Term Start1:January 10, 1911
Term End1:January 12, 1915
Predecessor1:Edward Irwin Kellie
Successor1:Stephen Marion King
Party:Democratic
Birth Date:1 March 1867
Birth Place:Hardin County, Texas, U.S.
Death Place:Dallas, Texas, U.S.
Children:6, including Carr Collins Sr.
Alma Mater:Sam Houston State Normal College
Occupation:Schoolteacher, lawyer, politician

Vinson Allen Collins[1] [2] [3] (March 1, 1867 - July 5, 1966) was a Texas politician.

Early life and education

Vinson Allen Collins was born in Hardin County, Texas near Honey Island on March 1, 1867. He was the seventh child of Warren Collins and Eboline Valentine Collins. The Collins family had moved to Texas from Mississippi in 1854.

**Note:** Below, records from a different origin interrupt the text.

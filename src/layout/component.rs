//! The per-page component arena.
//!
//! Every node of the reconstructed page tree lives in a [`ComponentArena`] and
//! is addressed by a [`ComponentId`]. Children are stored as id lists on the
//! parent; there are no parent back-pointers. When a parent lookup is needed,
//! [`ComponentArena::parent_table`] rebuilds it from the child lists.

use std::fmt;

use serde::Serialize;

use crate::elements::{PrimitiveKind, TextFragment};
use crate::geometry::Rect;

/// Stable index of a component inside its page arena.
#[derive(Debug, Clone, Copy, PartialEq, Eq, Hash, PartialOrd, Ord, Serialize)]
#[serde(transparent)]
pub struct ComponentId(pub(crate) usize);

impl ComponentId {
    /// Position of the component in the arena.
    pub fn index(self) -> usize {
        self.0
    }
}

/// Type tag of a component.
#[derive(Debug, Clone, Copy, PartialEq, Eq, Hash, Serialize)]
#[serde(rename_all = "camelCase")]
pub enum ComponentKind {
    /// Raw stroked line
    Line,
    /// Raw rectangle
    FilledRect,
    /// Collinear primitives merged into one bar
    Extension,
    /// Table cell or framed region
    Box,
    /// Connected cluster of graphics and boxes
    Group,
    /// Text column
    Margin,
    /// Consolidated text fragment
    Text,
}

impl ComponentKind {
    /// Lower-case tag used in serialized output.
    pub fn as_str(&self) -> &'static str {
        match self {
            Self::Line => "line",
            Self::FilledRect => "filledRect",
            Self::Extension => "extension",
            Self::Box => "box",
            Self::Group => "group",
            Self::Margin => "margin",
            Self::Text => "text",
        }
    }

    /// Drawn or derived graphics, as opposed to text and margins.
    pub fn is_graphic(&self) -> bool {
        matches!(
            self,
            Self::Line | Self::FilledRect | Self::Extension | Self::Box | Self::Group
        )
    }
}

impl From<PrimitiveKind> for ComponentKind {
    fn from(kind: PrimitiveKind) -> Self {
        match kind {
            PrimitiveKind::Line => Self::Line,
            PrimitiveKind::FilledRect => Self::FilledRect,
        }
    }
}

impl fmt::Display for ComponentKind {
    fn fmt(&self, f: &mut fmt::Formatter<'_>) -> fmt::Result {
        f.write_str(self.as_str())
    }
}

/// Which sides of a box are drawn.
#[derive(Debug, Clone, Copy, PartialEq, Eq, Hash, Default, Serialize)]
pub struct Borders {
    /// Left side drawn
    pub left: bool,
    /// Top side drawn
    pub top: bool,
    /// Right side drawn
    pub right: bool,
    /// Bottom side drawn
    pub bottom: bool,
}

impl Borders {
    /// Create a border set.
    pub fn new(left: bool, top: bool, right: bool, bottom: bool) -> Self {
        Self {
            left,
            top,
            right,
            bottom,
        }
    }

    /// All four sides drawn.
    pub fn all() -> Self {
        Self::new(true, true, true, true)
    }
}

impl fmt::Display for Borders {
    fn fmt(&self, f: &mut fmt::Formatter<'_>) -> fmt::Result {
        let sides: Vec<&str> = [
            (self.left, "left"),
            (self.top, "top"),
            (self.right, "right"),
            (self.bottom, "bottom"),
        ]
        .iter()
        .filter(|(on, _)| *on)
        .map(|(_, name)| *name)
        .collect();
        if sides.is_empty() {
            f.write_str("no")
        } else {
            f.write_str(&sides.join(","))
        }
    }
}

/// Resolved text payload of a text component.
#[derive(Debug, Clone, PartialEq, Serialize)]
pub struct TextContent {
    /// The text string
    pub text: String,
    /// Base font name
    pub font_name: String,
    /// Font size in points
    pub font_size: f32,
}

/// A node of the page tree.
#[derive(Debug, Clone, Serialize)]
pub struct Component {
    /// Type tag
    pub kind: ComponentKind,
    /// Bounding box
    pub bbox: Rect,
    /// Stroke width for graphics and boxes
    #[serde(skip_serializing_if = "Option::is_none")]
    pub stroke_width: Option<f32>,
    /// Border flags (boxes only)
    #[serde(skip_serializing_if = "Option::is_none")]
    pub borders: Option<Borders>,
    /// Text payload (text only)
    #[serde(skip_serializing_if = "Option::is_none")]
    pub text: Option<TextContent>,
    /// Owned children in reading order once sorted
    pub children: Vec<ComponentId>,
}

impl Component {
    fn bare(kind: ComponentKind, bbox: Rect) -> Self {
        Self {
            kind,
            bbox,
            stroke_width: None,
            borders: None,
            text: None,
            children: Vec::new(),
        }
    }

    /// A line, rectangle or extension bar.
    pub fn graphic(kind: ComponentKind, bbox: Rect, stroke_width: f32) -> Self {
        Self {
            stroke_width: Some(stroke_width),
            ..Self::bare(kind, bbox)
        }
    }

    /// A detected box.
    pub fn boxed(bbox: Rect, stroke_width: f32, borders: Borders) -> Self {
        Self {
            stroke_width: Some(stroke_width),
            borders: Some(borders),
            ..Self::bare(ComponentKind::Box, bbox)
        }
    }

    /// A connected-component group.
    pub fn group(bbox: Rect) -> Self {
        Self::bare(ComponentKind::Group, bbox)
    }

    /// A text column.
    pub fn margin(bbox: Rect) -> Self {
        Self::bare(ComponentKind::Margin, bbox)
    }

    /// A text fragment.
    pub fn text(fragment: TextFragment) -> Self {
        Self {
            text: Some(TextContent {
                text: fragment.text,
                font_name: fragment.font_name,
                font_size: fragment.font_size,
            }),
            ..Self::bare(ComponentKind::Text, fragment.bbox)
        }
    }

    /// Whether this is a text component.
    pub fn is_text(&self) -> bool {
        self.kind == ComponentKind::Text
    }
}

/// Geometric containment used for tree assignment.
///
/// Plain closed containment, except that a text box only needs its bottom
/// edge (baseline) strictly below the container's top edge, so text that
/// starts exactly on a container's top border still belongs to it.
pub fn contains(container: &Rect, contained: &Rect, contained_is_text: bool) -> bool {
    if container.x0 > contained.x0 || container.x1 < contained.x1 {
        return false;
    }
    if contained_is_text {
        container.y0 < contained.y1 && container.y1 >= contained.y1
    } else {
        container.y0 <= contained.y0 && container.y1 >= contained.y1
    }
}

/// Same left and right edges and touching: one bar continues the other.
pub fn vertical_extension(a: &Rect, b: &Rect) -> bool {
    a.x0 == b.x0 && a.x1 == b.x1 && a.intersects(b)
}

/// Owner of every component of one page.
#[derive(Debug, Clone, Default, Serialize)]
#[serde(transparent)]
pub struct ComponentArena {
    nodes: Vec<Component>,
}

impl ComponentArena {
    /// Create an empty arena.
    pub fn new() -> Self {
        Self::default()
    }

    /// Number of components.
    pub fn len(&self) -> usize {
        self.nodes.len()
    }

    /// Whether the arena is empty.
    pub fn is_empty(&self) -> bool {
        self.nodes.is_empty()
    }

    /// Add a component and return its id.
    pub fn push(&mut self, component: Component) -> ComponentId {
        self.nodes.push(component);
        ComponentId(self.nodes.len() - 1)
    }

    /// Borrow a component.
    ///
    /// Ids are only minted by [`ComponentArena::push`], so indexing cannot
    /// go out of bounds for ids from this arena.
    pub fn get(&self, id: ComponentId) -> &Component {
        &self.nodes[id.0]
    }

    /// Mutably borrow a component.
    pub fn get_mut(&mut self, id: ComponentId) -> &mut Component {
        &mut self.nodes[id.0]
    }

    /// Bounding box of a component.
    pub fn bbox(&self, id: ComponentId) -> Rect {
        self.nodes[id.0].bbox
    }

    /// Kind of a component.
    pub fn kind(&self, id: ComponentId) -> ComponentKind {
        self.nodes[id.0].kind
    }

    /// Children of a component.
    pub fn children(&self, id: ComponentId) -> &[ComponentId] {
        &self.nodes[id.0].children
    }

    /// Append `child` to `parent`'s child list.
    pub fn add_child(&mut self, parent: ComponentId, child: ComponentId) {
        self.nodes[parent.0].children.push(child);
    }

    /// Iterate over all components with their ids.
    pub fn iter(&self) -> impl Iterator<Item = (ComponentId, &Component)> {
        self.nodes.iter().enumerate().map(|(i, c)| (ComponentId(i), c))
    }

    /// `a` contains `b` (never itself).
    pub fn contains(&self, a: ComponentId, b: ComponentId) -> bool {
        a != b && contains(&self.bbox(a), &self.bbox(b), self.get(b).is_text())
    }

    /// `a` and `b` are distinct and touch or overlap.
    pub fn intersects(&self, a: ComponentId, b: ComponentId) -> bool {
        a != b && self.bbox(a).intersects(&self.bbox(b))
    }

    /// `a` and `b` are distinct and their X ranges overlap.
    pub fn intersects_horizontally(&self, a: ComponentId, b: ComponentId) -> bool {
        a != b && self.bbox(a).overlaps_horizontally(&self.bbox(b))
    }

    /// `a` and `b` are distinct and their Y ranges overlap.
    pub fn intersects_vertically(&self, a: ComponentId, b: ComponentId) -> bool {
        a != b && self.bbox(a).overlaps_vertically(&self.bbox(b))
    }

    /// Parent of every component, rebuilt from the child lists.
    pub fn parent_table(&self) -> Vec<Option<ComponentId>> {
        let mut parents = vec![None; self.nodes.len()];
        for (id, component) in self.iter() {
            for &child in &component.children {
                parents[child.0] = Some(id);
            }
        }
        parents
    }

    /// All descendants of `id` in depth-first pre-order (excluding `id`).
    pub fn descendants(&self, id: ComponentId) -> Vec<ComponentId> {
        let mut out = Vec::new();
        let mut stack: Vec<ComponentId> = self.children(id).iter().rev().copied().collect();
        while let Some(next) = stack.pop() {
            out.push(next);
            stack.extend(self.children(next).iter().rev().copied());
        }
        out
    }
}
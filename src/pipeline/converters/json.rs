//! JSON output converter.

use crate::error::Result;
use crate::layout::PageLayout;

use super::OutputConverter;

/// Serializes the full component tree of a page.
#[derive(Debug, Clone, Default)]
pub struct JsonConverter {
    pretty: bool,
}

impl JsonConverter {
    /// Create a compact JSON converter.
    pub fn new() -> Self {
        Self::default()
    }

    /// Pretty-print the output.
    pub fn pretty(mut self) -> Self {
        self.pretty = true;
        self
    }
}

impl OutputConverter for JsonConverter {
    fn convert(&self, page: &PageLayout) -> Result<String> {
        let json = if self.pretty {
            serde_json::to_string_pretty(page)?
        } else {
            serde_json::to_string(page)?
        };
        Ok(json)
    }

    fn convert_all(&self, pages: &[PageLayout]) -> Result<String> {
        let json = if self.pretty {
            serde_json::to_string_pretty(pages)?
        } else {
            serde_json::to_string(pages)?
        };
        Ok(json)
    }

    fn name(&self) -> &'static str {
        "JsonConverter"
    }
}
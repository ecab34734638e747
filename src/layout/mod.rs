//! Geometric layout reconstruction for one page.
//!
//! This module provides the stages that turn decoder primitives into a page
//! tree:
//! - Grid extension and classification of lines and rectangles
//! - Box (table cell) detection with per-side border flags
//! - Column (margin) detection from text clustering
//! - Connected-component grouping of graphics
//! - Containment tree construction
//! - Text consolidation (glyph fusion and run merging)
//!
//! The stages are wired together by [`crate::pipeline::LayoutAnalyzer`].

pub mod box_detector;
pub mod component;
pub mod consolidator;
pub mod containment;
pub mod grid;
pub mod grouping;
pub mod margin_detector;
pub mod page;

// Re-export main types
pub use box_detector::{detect_boxes, DetectedBox};
pub use component::{
    contains, vertical_extension, Borders, Component, ComponentArena, ComponentId, ComponentKind,
    TextContent,
};
pub use consolidator::{consolidate, fuse_glyphs, fusion, merge_consecutive, Consolidation};
pub use containment::{build_tree, place, smallest_container};
pub use grid::{extend_primitives, Grid, GridElement};
pub use grouping::{group_components, Group};
pub use margin_detector::{detect_margins, detect_regions, MarginCandidate};
pub use page::{LayoutSummary, PageLayout};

He graduated from Sam Houston State Normal College (now part of Sam Houston State University) in 1893.

Career

He started his career as a schoolteacher in Big Sandy Independent School District in Polk County, Texas while studying the Law. He was admitted to the State Bar of Texas in 1901 and opened a law practice in Beaumont, Texas.

He served three terms in the Texas Senate as a Democrat. He sponsored the law that established a workers' compensation system in Texas and established the Texas Industrial Accident Board, and the law restricting work to eight hours a day. In a race for the United States House of Representatives, he was defeated by Martin Dies, Sr. In 1924, his campaign for Governor of Texas against Felix D. Robertson and Miriam A. "Ma" Ferguson was unsuccessful and Ferguson was elected.

He was a supporter of prohibition and of women’s suffrage.

Personal life

He was married twice, first to Elizabeth (Lizzie) Hopkins and later to Nannie Kuykendall. He had six children. Carr Collins, Sr., son of V.A. Collins and Lizzie Hopkins, was an insurance executive and philanthropist.

Death

Collins died in Dallas, Texas on July 5, 1966[4] and is buried in Livingston, Texas.

Notes and References

  1. Texas State Historical Association biography
  2. Johnson, Frank White, A History of Texas and Texans, 1916
  3. Norman D. Brown, Hood, Bonnet, and Little Brown Jug: Texas Politics, 1921–1928 (College Station: Texas A&M University Press, 1984).